Could a Toy Harm Your Child?

Danger categories to be aware of this shopping season.

Nov. 25, 2009— -- This week kicks off the first holiday shopping season since a law went into effect that is supposed to make children's toys safer. But the U.S. Public Interest Research Group says there is still trouble in toy land.

"There is no magic wand fixing the CSPC (Consumer Product Safety Commission) and making products safer won't happen overnight," U.S. PIRG public health advocate Liz Hitchcock said.

Choking Hazards

Choking hazards are the number one cause of toy-related deaths. For example, U.S. PIRG says the ball on top of the creative wood stacking rings made by Zaidy Products is too small for children under the age of three.

If a toy or part can fit through a toilet paper tube it's too small for kids under three. That's why balloons can be deadly. When they are inflated they don't fit, but if they pop they become one of the leading choking hazards.

Loud Toys

Loud toys are also on the U.S. PIRG's list because they can cause hearing loss. PIRG says its tests show a Vtech Bright Lights Phone and the Playskool Kota and Pals Triceratops exceeds the decibel levels set by a standards group.

Hasbro, the maker of the triceratops, says its own testing shows the toy meets the standards.

If a toy seems loud to you, it is even louder to your child.

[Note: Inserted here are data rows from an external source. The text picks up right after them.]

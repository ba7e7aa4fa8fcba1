//! Scope resolution for hand-built trees
//!
//! Fills in what an upstream resolver would: the `vars` list of every
//! function, the `needs_activation` flag, and the `slot` of every identifier
//! that can live in a frame slot. Scripts never get slots; their variables
//! are properties of the global scope object.

use rustc_hash::FxHashMap;

use crate::ast::{
    CatchClause, Expr, ForInTarget, ForInit, FunctionNode, Ident, Script, Stmt, StmtKind,
    SwitchCase, VarDecl,
};

/// Declarations of one function body
#[derive(Debug, Default)]
struct FunctionScope {
    /// Slot ordinal by name
    bindings: FxHashMap<String, u16>,
    /// Names in slot order, parameters first
    names: Vec<String>,
    /// Bindings are looked up by name at runtime
    by_name: bool,
}

impl FunctionScope {
    fn declare(&mut self, name: &str) {
        if self.bindings.contains_key(name) {
            return;
        }
        let index = self.names.len() as u16;
        self.bindings.insert(name.to_string(), index);
        self.names.push(name.to_string());
    }

    /// Parameters keep their positional slot; a repeated name binds to the last one
    fn declare_param(&mut self, name: &str) {
        let index = self.names.len() as u16;
        self.bindings.insert(name.to_string(), index);
        self.names.push(name.to_string());
    }

    fn resolve(&self, name: &str) -> Option<u16> {
        if self.by_name {
            return None;
        }
        self.bindings.get(name).copied()
    }
}

/// Features that force a heap activation
#[derive(Debug, Default)]
struct Capture {
    nested_function: bool,
    with: bool,
    eval: bool,
    arguments: bool,
}

impl Capture {
    fn any(&self) -> bool {
        self.nested_function || self.with || self.eval || self.arguments
    }
}

struct Collector<'a> {
    scope: &'a mut FunctionScope,
    capture: Capture,
}

impl Collector<'_> {
    fn stmts(&mut self, stmts: &[Stmt]) {
        for stmt in stmts {
            self.stmt(stmt);
        }
    }

    fn decls(&mut self, decls: &[VarDecl]) {
        for decl in decls {
            self.scope.declare(&decl.name.name);
            if let Some(init) = &decl.init {
                self.expr(init);
            }
        }
    }

    fn stmt(&mut self, stmt: &Stmt) {
        match &stmt.kind {
            StmtKind::Expr(e) | StmtKind::Throw(e) => self.expr(e),
            StmtKind::Var(decls) => self.decls(decls),
            StmtKind::Return(e) => {
                if let Some(e) = e {
                    self.expr(e);
                }
            }
            StmtKind::If {
                test,
                then,
                otherwise,
            } => {
                self.expr(test);
                self.stmt(then);
                if let Some(otherwise) = otherwise {
                    self.stmt(otherwise);
                }
            }
            StmtKind::While { test, body } | StmtKind::DoWhile { body, test } => {
                self.expr(test);
                self.stmt(body);
            }
            StmtKind::For {
                init,
                test,
                update,
                body,
            } => {
                match init {
                    Some(ForInit::Var(decls)) => self.decls(decls),
                    Some(ForInit::Expr(e)) => self.expr(e),
                    None => {}
                }
                for e in [test, update].into_iter().flatten() {
                    self.expr(e);
                }
                self.stmt(body);
            }
            StmtKind::ForIn {
                target,
                object,
                body,
            } => {
                match target {
                    ForInTarget::Var(ident) => self.scope.declare(&ident.name),
                    ForInTarget::Expr(e) => self.expr(e),
                }
                self.expr(object);
                self.stmt(body);
            }
            StmtKind::Switch {
                discriminant,
                cases,
            } => {
                self.expr(discriminant);
                for case in cases {
                    if let Some(test) = &case.test {
                        self.expr(test);
                    }
                    self.stmts(&case.body);
                }
            }
            StmtKind::Labeled { body, .. } => self.stmt(body),
            StmtKind::Try {
                block,
                handler,
                finalizer,
            } => {
                self.stmts(block);
                if let Some(handler) = handler {
                    self.scope.declare(&handler.param.name);
                    self.stmts(&handler.body);
                }
                if let Some(finalizer) = finalizer {
                    self.stmts(finalizer);
                }
            }
            StmtKind::With { object, body } => {
                self.capture.with = true;
                self.expr(object);
                self.stmt(body);
            }
            StmtKind::Block(stmts) => self.stmts(stmts),
            StmtKind::Function(node) => {
                self.capture.nested_function = true;
                if let Some(name) = &node.name {
                    self.scope.declare(name);
                }
            }
            StmtKind::Break(_) | StmtKind::Continue(_) | StmtKind::Empty => {}
        }
    }

    fn expr(&mut self, expr: &Expr) {
        match expr {
            Expr::Name(ident) => {
                if ident.name == "arguments" {
                    self.capture.arguments = true;
                }
            }
            Expr::Function(_) => self.capture.nested_function = true,
            Expr::Array(items) | Expr::Sequence(items) => {
                for item in items {
                    self.expr(item);
                }
            }
            Expr::Object(props) => {
                for prop in props {
                    self.expr(&prop.value);
                }
            }
            Expr::Unary { argument, .. } => self.expr(argument),
            Expr::Update { target, .. } => self.expr(target),
            Expr::Binary { left, right, .. } | Expr::Logical { left, right, .. } => {
                self.expr(left);
                self.expr(right);
            }
            Expr::Conditional {
                test,
                consequent,
                alternate,
            } => {
                self.expr(test);
                self.expr(consequent);
                self.expr(alternate);
            }
            Expr::Assign { target, value, .. } => {
                self.expr(target);
                self.expr(value);
            }
            Expr::Member { object, .. } => self.expr(object),
            Expr::Index { object, index } => {
                self.expr(object);
                self.expr(index);
            }
            Expr::Call { callee, args } | Expr::New { callee, args } => {
                if matches!(&**callee, Expr::Name(ident) if ident.name == "eval") {
                    self.capture.eval = true;
                }
                self.expr(callee);
                for arg in args {
                    self.expr(arg);
                }
            }
            Expr::Number(_)
            | Expr::String(_)
            | Expr::Boolean(_)
            | Expr::Null
            | Expr::Undefined
            | Expr::This
            | Expr::RegExp { .. } => {}
        }
    }
}

struct Binder<'a> {
    scope: &'a FunctionScope,
}

impl Binder<'_> {
    fn ident(&self, ident: &mut Ident) {
        ident.slot = self.scope.resolve(&ident.name);
    }

    fn stmts(&self, stmts: &mut [Stmt]) {
        for stmt in stmts {
            self.stmt(stmt);
        }
    }

    fn decls(&self, decls: &mut [VarDecl]) {
        for decl in decls {
            self.ident(&mut decl.name);
            if let Some(init) = &mut decl.init {
                self.expr(init);
            }
        }
    }

    fn stmt(&self, stmt: &mut Stmt) {
        match &mut stmt.kind {
            StmtKind::Expr(e) | StmtKind::Throw(e) => self.expr(e),
            StmtKind::Var(decls) => self.decls(decls),
            StmtKind::Return(e) => {
                if let Some(e) = e {
                    self.expr(e);
                }
            }
            StmtKind::If {
                test,
                then,
                otherwise,
            } => {
                self.expr(test);
                self.stmt(then);
                if let Some(otherwise) = otherwise {
                    self.stmt(otherwise);
                }
            }
            StmtKind::While { test, body } | StmtKind::DoWhile { body, test } => {
                self.expr(test);
                self.stmt(body);
            }
            StmtKind::For {
                init,
                test,
                update,
                body,
            } => {
                match init {
                    Some(ForInit::Var(decls)) => self.decls(decls),
                    Some(ForInit::Expr(e)) => self.expr(e),
                    None => {}
                }
                for e in [test, update].into_iter().flatten() {
                    self.expr(e);
                }
                self.stmt(body);
            }
            StmtKind::ForIn {
                target,
                object,
                body,
            } => {
                match target {
                    ForInTarget::Var(ident) => self.ident(ident),
                    ForInTarget::Expr(e) => self.expr(e),
                }
                self.expr(object);
                self.stmt(body);
            }
            StmtKind::Switch {
                discriminant,
                cases,
            } => {
                self.expr(discriminant);
                for SwitchCase { test, body } in cases {
                    if let Some(test) = test {
                        self.expr(test);
                    }
                    self.stmts(body);
                }
            }
            StmtKind::Labeled { body, .. } => self.stmt(body),
            StmtKind::Try {
                block,
                handler,
                finalizer,
            } => {
                self.stmts(block);
                if let Some(CatchClause { param, body }) = handler {
                    self.ident(param);
                    self.stmts(body);
                }
                if let Some(finalizer) = finalizer {
                    self.stmts(finalizer);
                }
            }
            StmtKind::With { object, body } => {
                self.expr(object);
                self.stmt(body);
            }
            StmtKind::Block(stmts) => self.stmts(stmts),
            StmtKind::Function(node) => resolve_function(node),
            StmtKind::Break(_) | StmtKind::Continue(_) | StmtKind::Empty => {}
        }
    }

    fn expr(&self, expr: &mut Expr) {
        match expr {
            Expr::Name(ident) => self.ident(ident),
            Expr::Function(node) => resolve_function(node),
            Expr::Array(items) | Expr::Sequence(items) => {
                for item in items {
                    self.expr(item);
                }
            }
            Expr::Object(props) => {
                for prop in props {
                    self.expr(&mut prop.value);
                }
            }
            Expr::Unary { argument, .. } => self.expr(argument),
            Expr::Update { target, .. } => self.expr(target),
            Expr::Binary { left, right, .. } | Expr::Logical { left, right, .. } => {
                self.expr(left);
                self.expr(right);
            }
            Expr::Conditional {
                test,
                consequent,
                alternate,
            } => {
                self.expr(test);
                self.expr(consequent);
                self.expr(alternate);
            }
            Expr::Assign { target, value, .. } => {
                self.expr(target);
                self.expr(value);
            }
            Expr::Member { object, .. } => self.expr(object),
            Expr::Index { object, index } => {
                self.expr(object);
                self.expr(index);
            }
            Expr::Call { callee, args } | Expr::New { callee, args } => {
                self.expr(callee);
                for arg in args {
                    self.expr(arg);
                }
            }
            Expr::Number(_)
            | Expr::String(_)
            | Expr::Boolean(_)
            | Expr::Null
            | Expr::Undefined
            | Expr::This
            | Expr::RegExp { .. } => {}
        }
    }
}

fn resolve_node(node: &mut FunctionNode, is_script: bool) {
    let mut scope = FunctionScope::default();
    for param in &node.params {
        scope.declare_param(param);
    }
    for var in &node.vars {
        scope.declare(var);
    }

    let mut collector = Collector {
        scope: &mut scope,
        capture: Capture::default(),
    };
    collector.stmts(&node.body);
    let capture = collector.capture;

    if !is_script && capture.any() {
        node.needs_activation = true;
    }
    scope.by_name = is_script || node.needs_activation;
    node.vars = scope.names[node.params.len()..].to_vec();

    Binder { scope: &scope }.stmts(&mut node.body);
}

/// Resolve a function body and everything nested in it
pub fn resolve_function(node: &mut FunctionNode) {
    resolve_node(node, false);
}

/// Resolve a whole script
pub fn resolve_script(script: &mut Script) {
    resolve_node(&mut script.body, true);
}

To test it, put it as close to your ear as your child would to double check. If you think it is too loud, you can be the Grinch and take the batteries out.

Click here to read Hasbro's statement.

Toxins in Toys

Toxins in toys are also dangerous. At Claire's Boutiques, U.S. PIRG found a cell phone charm that is 71 percent lead, even though the current standard is a fraction of 1 percent, and a purse that contains 54 times more phthalates than the new law allows.

Claire's says the charm is no longer sold and the purse is not a toy.

Claire's said its products are tested by an independent lab approved by the Consumer Product Safety Commission.

To avoid toxins, do not let toddlers have costume jewelry, which is statistically the category with the most lead, far more than toys.

Click here to read Claire's Boutiques' statement.

"Good Morning America" was not able to reach the makers of all 16 toys U.S. PIRG used as examples, but the Toy Industry Association points out 3 billion toys are sold each year in the United States and says they must conform to "tough federal safety standards ... and rigorous testing and inspection procedures."

Click here to read a statement from the Toy Industry Association.

Helpful Web Sites

You can search for recalled products or report a problem at the Consumer Product Safety Commission Web site.

You can use the U.S. Public Interest Research Group smart phone site to check toys or report problems while you shop.

The Ecology Center has a database of ingredients in 5,000 products.

The Center for Environmental Health sues companies to force them to comply with California's strict lead laws.